LINGKAR INDONESIA – Karya Gilang Esa Mohamad (2006557856), Mahasiswa Magister Program Pasca Sarjana Departemen Ilmu Politik Universitas Indonesia, FISIP-UI. Artikel Media Ditujukan Sebagai Ujian Akhir Semester Gasal Tahun Akademik 2020/2021. Mata Kuliah Perbandingan Politik. Pengajar: Chusnul Mar’iyah Ph.D.

Sejak berhasil terpilih sebagai presiden Indonesia pada Pilpres 2014 dan 2019, sosok Joko Widodo (Jokowi) dalam realitasnya tidak pernah berhenti dikaitkan dengan sejumlah isu, khususnya yang berkaitan dengan adanya kecenderungan islamophobia dan otoritarianisme.
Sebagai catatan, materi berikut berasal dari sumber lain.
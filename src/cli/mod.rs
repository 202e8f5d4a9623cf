//! CLI 모듈
//!
//! mcwiki-rag CLI 명령어 정의 및 구현

use std::path::PathBuf;

use anyhow::{bail, Context, Result};
use clap::{Parser, Subcommand};

use crate::chat::{OllamaGenerator, WikiChatbot};
use crate::config::Config;
use crate::embedding::{generate_embeddings, OllamaEmbedding};
use crate::knowledge::{
    load_segments, load_wiki_data, save_segments, save_wiki_data, RetrievalError, Retriever,
    SegmentConfig, Segmenter, StoreError, VectorStore,
};
use crate::scraper::WikiScraper;

// ============================================================================
// CLI Definition
// ============================================================================

#[derive(Parser)]
#[command(name = "mcwiki-rag")]
#[command(version, about = "마인크래프트 위키 RAG 챗봇", long_about = None)]
pub struct Cli {
    #[command(subcommand)]
    pub command: Commands,
}

#[derive(Subcommand)]
pub enum Commands {
    /// 위키 수집 → 세그먼트 분할 → 임베딩 생성
    Setup {
        /// 수집 단계 건너뛰기 (기존 raw 데이터 재사용)
        #[arg(long)]
        skip_scrape: bool,

        /// 데이터 디렉토리
        #[arg(short, long)]
        data_dir: Option<PathBuf>,
    },

    /// 대화형 챗봇 시작
    Chat {
        /// 데이터 디렉토리
        #[arg(short, long)]
        data_dir: Option<PathBuf>,
    },

    /// 단발 검색 (검색 품질 확인용)
    Query {
        /// 검색 쿼리
        query: String,

        /// 결과 개수
        #[arg(short, long, default_value = "3")]
        top_k: usize,

        /// 데이터 디렉토리
        #[arg(short, long)]
        data_dir: Option<PathBuf>,
    },

    /// 상태 확인
    Status {
        /// 데이터 디렉토리
        #[arg(short, long)]
        data_dir: Option<PathBuf>,
    },
}

// ============================================================================
// CLI Runner
// ============================================================================

/// CLI 명령어 실행
pub async fn run(cli: Cli) -> Result<()> {
    match cli.command {
        Commands::Setup {
            skip_scrape,
            data_dir,
        } => cmd_setup(make_config(data_dir), skip_scrape).await,
        Commands::Chat { data_dir } => cmd_chat(make_config(data_dir)).await,
        Commands::Query {
            query,
            top_k,
            data_dir,
        } => cmd_query(make_config(data_dir), &query, top_k).await,
        Commands::Status { data_dir } => cmd_status(make_config(data_dir)).await,
    }
}

/// 설정 구성 (환경변수 반영 + data_dir 오버라이드)
fn make_config(data_dir: Option<PathBuf>) -> Config {
    let mut config = Config::from_env();
    if let Some(dir) = data_dir {
        config.data_dir = dir;
    }
    config
}

// ============================================================================
// Command Implementations
// ============================================================================

/// 셋업 명령어 (setup)
///
/// 위키 수집, 세그먼트 분할, 임베딩 생성을 순서대로 수행합니다.
/// 개별 세그먼트의 임베딩 실패는 건너뛰고, 원본 데이터 부재 등
/// 빌드를 진행할 수 없는 경우에만 중단합니다.
async fn cmd_setup(config: Config, skip_scrape: bool) -> Result<()> {
    println!("[*] 마인크래프트 위키 챗봇 셋업");

    // 1단계: 위키 데이터 수집
    println!("[*] 1단계: 위키 데이터 수집");

    let wiki_data = if skip_scrape {
        println!("    수집 단계 건너뜀 (기존 데이터 사용)");
        load_wiki_data(&config.raw_data_path()).context("기존 위키 데이터 로드 실패")?
    } else {
        let scraper =
            WikiScraper::new(config.wiki_base_url.clone()).context("WikiScraper 생성 실패")?;

        let data = scraper.scrape_all(&config.wiki_pages).await;
        if data.is_empty() {
            bail!("수집된 페이지가 없습니다. 네트워크 상태를 확인하세요.");
        }

        save_wiki_data(&config.raw_data_path(), &data).context("위키 데이터 저장 실패")?;
        println!("    {} 페이지 수집 완료", data.len());
        data
    };

    // 2단계: 세그먼트 분할
    println!("[*] 2단계: 텍스트 세그먼트 분할");

    let segmenter = Segmenter::new(SegmentConfig::from_config(&config));
    let segments = segmenter.segment_all(&wiki_data);

    if segments.is_empty() {
        bail!("생성된 세그먼트가 없습니다. 수집된 데이터를 확인하세요.");
    }

    save_segments(&config.segments_path(), &segments).context("세그먼트 저장 실패")?;
    println!("    {} 세그먼트 생성 완료", segments.len());

    // 3단계: 임베딩 생성
    println!("[*] 3단계: 임베딩 생성 ({} 세그먼트)", segments.len());

    let embedder = OllamaEmbedding::from_config(&config).context("임베딩 프로바이더 생성 실패")?;
    let (records, skipped) = generate_embeddings(&embedder, &segments).await;

    if records.is_empty() {
        bail!(
            "모든 세그먼트의 임베딩 생성에 실패했습니다. \
             Ollama 서버({})와 모델({})을 확인하세요.",
            config.ollama_base_url,
            config.embedding_model
        );
    }

    let mut store = VectorStore::new(config.embeddings_path());
    let added = store.append(records).context("임베딩 저장소 쓰기 실패")?;

    println!("    {} 임베딩 저장 완료", added);
    if skipped > 0 {
        println!("[!] {} 세그먼트는 임베딩 실패로 건너뜀", skipped);
    }

    println!("[OK] 셋업 완료");
    Ok(())
}

/// 챗봇 명령어 (chat)
async fn cmd_chat(config: Config) -> Result<()> {
    let store = match VectorStore::load(&config.embeddings_path()) {
        Ok(store) => store,
        Err(StoreError::NotBuilt { .. }) => {
            println!("[!] 임베딩 저장소가 없습니다.");
            println!("    먼저 실행하세요: mcwiki-rag setup");
            return Ok(());
        }
        Err(e) => return Err(e).context("임베딩 저장소 로드 실패"),
    };

    println!(
        "[*] 임베딩 저장소 로드 완료 ({} 레코드, 차원 {})",
        store.len(),
        store.dimension().unwrap_or(0)
    );

    let embedder = OllamaEmbedding::from_config(&config).context("임베딩 프로바이더 생성 실패")?;
    let generator = OllamaGenerator::from_config(&config).context("생성 프로바이더 생성 실패")?;

    let retriever = Retriever::new(store, Box::new(embedder), config.similarity_threshold);
    let chatbot = WikiChatbot::new(retriever, Box::new(generator), config.top_k);

    chatbot.chat().await
}

/// 검색 명령어 (query)
///
/// 생성 단계 없이 검색 결과만 출력합니다.
async fn cmd_query(config: Config, query: &str, top_k: usize) -> Result<()> {
    let store = match VectorStore::load(&config.embeddings_path()) {
        Ok(store) => store,
        Err(StoreError::NotBuilt { .. }) => {
            println!("[!] 임베딩 저장소가 없습니다.");
            println!("    먼저 실행하세요: mcwiki-rag setup");
            return Ok(());
        }
        Err(e) => return Err(e).context("임베딩 저장소 로드 실패"),
    };

    println!("[*] 검색 중: \"{}\"", query);

    let embedder = OllamaEmbedding::from_config(&config).context("임베딩 프로바이더 생성 실패")?;
    let retriever = Retriever::new(store, Box::new(embedder), config.similarity_threshold);

    let contexts = match retriever.retrieve(query, top_k).await {
        Ok(contexts) => contexts,
        Err(RetrievalError::Embedding { source }) => {
            println!("[!] 쿼리 임베딩 실패: {}", source);
            println!("    Ollama 서버({})를 확인하세요.", config.ollama_base_url);
            return Ok(());
        }
    };

    if contexts.is_empty() {
        println!("\n[!] 검색 결과가 없습니다.");
        return Ok(());
    }

    println!("\n[OK] 검색 결과 ({} 건):\n", contexts.len());

    for (i, context) in contexts.iter().enumerate() {
        println!(
            "{}. [유사도: {:.4}] {} - {}",
            i + 1,
            context.similarity,
            context.page,
            context.section
        );
        println!("   {}", truncate_text(&context.content, 200));
        println!();
    }

    Ok(())
}

/// 상태 명령어 (status)
async fn cmd_status(config: Config) -> Result<()> {
    println!("mcwiki-rag v{}", env!("CARGO_PKG_VERSION"));
    println!();

    println!("[*] 데이터 디렉토리: {}", config.data_dir.display());
    println!("[*] Ollama 엔드포인트: {}", config.ollama_base_url);
    println!(
        "[*] 모델: 생성 {} / 임베딩 {}",
        config.generation_model, config.embedding_model
    );
    println!();

    // 원본 데이터
    match load_wiki_data(&config.raw_data_path()) {
        Ok(data) => println!("[OK] 위키 데이터: {} 페이지", data.len()),
        Err(StoreError::SourceUnavailable { .. }) => println!("[!] 위키 데이터: 없음"),
        Err(e) => println!("[!] 위키 데이터 읽기 실패: {}", e),
    }

    // 세그먼트
    match load_segments(&config.segments_path()) {
        Ok(segments) => println!("[OK] 세그먼트: {} 건", segments.len()),
        Err(StoreError::SourceUnavailable { .. }) => println!("[!] 세그먼트: 없음"),
        Err(e) => println!("[!] 세그먼트 읽기 실패: {}", e),
    }

    // 임베딩 저장소
    match VectorStore::load(&config.embeddings_path()) {
        Ok(store) => println!(
            "[OK] 임베딩 저장소: {} 레코드 (차원 {})",
            store.len(),
            store.dimension().unwrap_or(0)
        ),
        Err(StoreError::NotBuilt { .. }) => {
            println!("[!] 임베딩 저장소: 미생성 (setup 실행 필요)")
        }
        Err(e) => println!("[!] 임베딩 저장소 읽기 실패: {}", e),
    }

    Ok(())
}

// ============================================================================
// Helper Functions
// ============================================================================

/// 텍스트 자르기 (UTF-8 안전)
fn truncate_text(text: &str, max_chars: usize) -> String {
    let cleaned = text.replace('\n', " ").replace('\r', "");
    let cleaned = cleaned.trim();

    if cleaned.chars().count() <= max_chars {
        cleaned.to_string()
    } else {
        let truncated: String = cleaned.chars().take(max_chars).collect();
        format!("{}...", truncated)
    }
}

// ============================================================================
// Tests
// ============================================================================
Pasalnya, hal itu setidaknya tercermin dalam sejumlah kebijakan yang dikeluarkan oleh rezim pemerintahan Jokowi yang telah berkuasa selama enam tahun terakhir ini.
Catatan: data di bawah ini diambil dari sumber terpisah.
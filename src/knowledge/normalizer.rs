//! 텍스트 정규화 모듈
//!
//! 임베딩 입력용 텍스트 클리닝을 제공합니다.
//! 소문자화, 게임 용어 약어 확장, 구두점 제거를 순서대로 적용하는
//! 순수 결정적 변환이며, 같은 입력은 항상 같은 출력을 냅니다.

use std::collections::HashMap;

use regex::Regex;

// ============================================================================
// Abbreviation Table
// ============================================================================

/// 게임 용어 약어 테이블
///
/// 토큰 단위 완전 일치일 때만 확장합니다. 구두점이 붙은 토큰("hp,")은
/// 확장 대상이 아닙니다 (구두점 제거가 확장 이후에 수행되므로).
const ABBREVIATIONS: &[(&str, &str)] = &[
    ("lvl", "level"),
    ("def", "defense"),
    ("atk", "attack"),
    ("dmg", "damage"),
    ("hp", "health"),
    ("exp", "experience"),
    ("inv", "inventory"),
    ("mob", "monster"),
    ("npc", "non-player character"),
    ("biome", "environment type"),
    ("ench", "enchantment"),
    ("pve", "player versus environment"),
    ("pvp", "player versus player"),
];

// ============================================================================
// Normalizer
// ============================================================================

/// 텍스트 정규화기
///
/// 변환 순서:
/// 1. 소문자화
/// 2. 공백 토큰화 후 약어 확장
/// 3. 영숫자/공백 외 문자를 공백으로 치환
/// 4. 연속 공백 정리 및 트림
pub struct Normalizer {
    abbreviations: HashMap<&'static str, &'static str>,
    punct_re: Regex,
    space_re: Regex,
}

impl Normalizer {
    /// 새 정규화기 생성
    pub fn new() -> Self {
        Self {
            abbreviations: ABBREVIATIONS.iter().copied().collect(),
            punct_re: Regex::new(r"[^\w\s]").expect("punct regex"),
            space_re: Regex::new(r"\s+").expect("space regex"),
        }
    }

    /// 텍스트 정규화
    ///
    /// 어떤 입력 문자열이든 예외 없이 문자열(빈 문자열 가능)로 매핑됩니다.
    /// 멱등성 보장: `normalize(normalize(s)) == normalize(s)`
    pub fn normalize(&self, text: &str) -> String {
        // 1. 소문자화
        let text = text.to_lowercase();

        // 2. 약어 확장 (공백 토큰 단위)
        let expanded: Vec<&str> = text
            .split_whitespace()
            .map(|word| self.abbreviations.get(word).copied().unwrap_or(word))
            .collect();
        let text = expanded.join(" ");

        // 3. 구두점 제거 (공백으로 치환)
        let text = self.punct_re.replace_all(&text, " ");

        // 4. 연속 공백 정리
        self.space_re.replace_all(&text, " ").trim().to_string()
    }
}

impl Default for Normalizer {
    fn default() -> Self {
        Self::new()
    }
}

// ============================================================================
// Tests
// ============================================================================
//! mcwiki-rag CLI 진입점

use anyhow::Result;
use clap::Parser;

fn main() -> Result<()> {
    // 로깅 초기화
    tracing_subscriber::fmt()
        .with_env_filter(
            tracing_subscriber::EnvFilter::from_default_env()
                .add_directive(tracing::Level::INFO.into()),
        )
        .init();

    // CLI 실행
    let cli = mcwiki_rag::cli::Cli::parse();

    tokio::runtime::Builder::new_multi_thread()
        .enable_all()
        .build()?
        .block_on(mcwiki_rag::cli::run(cli))
}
Kebijakan-kebijakan tersebut diantaranya seperti merangkul kelompok oposisi agar dapat bergabung mendukung pemerintah melalui pendistribusian posisi atau jabatan-jabatan strategis pemerintahan, mengeluarkan sejumlah peraturan perundang-undangan yang cukup kontroversial, seperti UU Ormas, UU KPK hasil revisi, UU Minerba, UU Penanganan Covid-19, hingga UU Omnibus Law Cipta Kerja, menggunakan pendekatan keamanan dalam berbagai kesempatan melalui pelibatan aparat TNI/POLRI, hingga tak segan menangkap dan menjebloskan berbagai tokoh yang kerap mengkritisi kebijakan-kebijakan pemerintah serta dianggap dapat mengganggu stabilitas nasional, seperti yang kemudian dapat dilihat dalam berbagai kasus kriminalisasi terhadap ulama atau para tokoh agama, hingga tokoh-tokoh oposisi yang berada di luar Pemerintahan.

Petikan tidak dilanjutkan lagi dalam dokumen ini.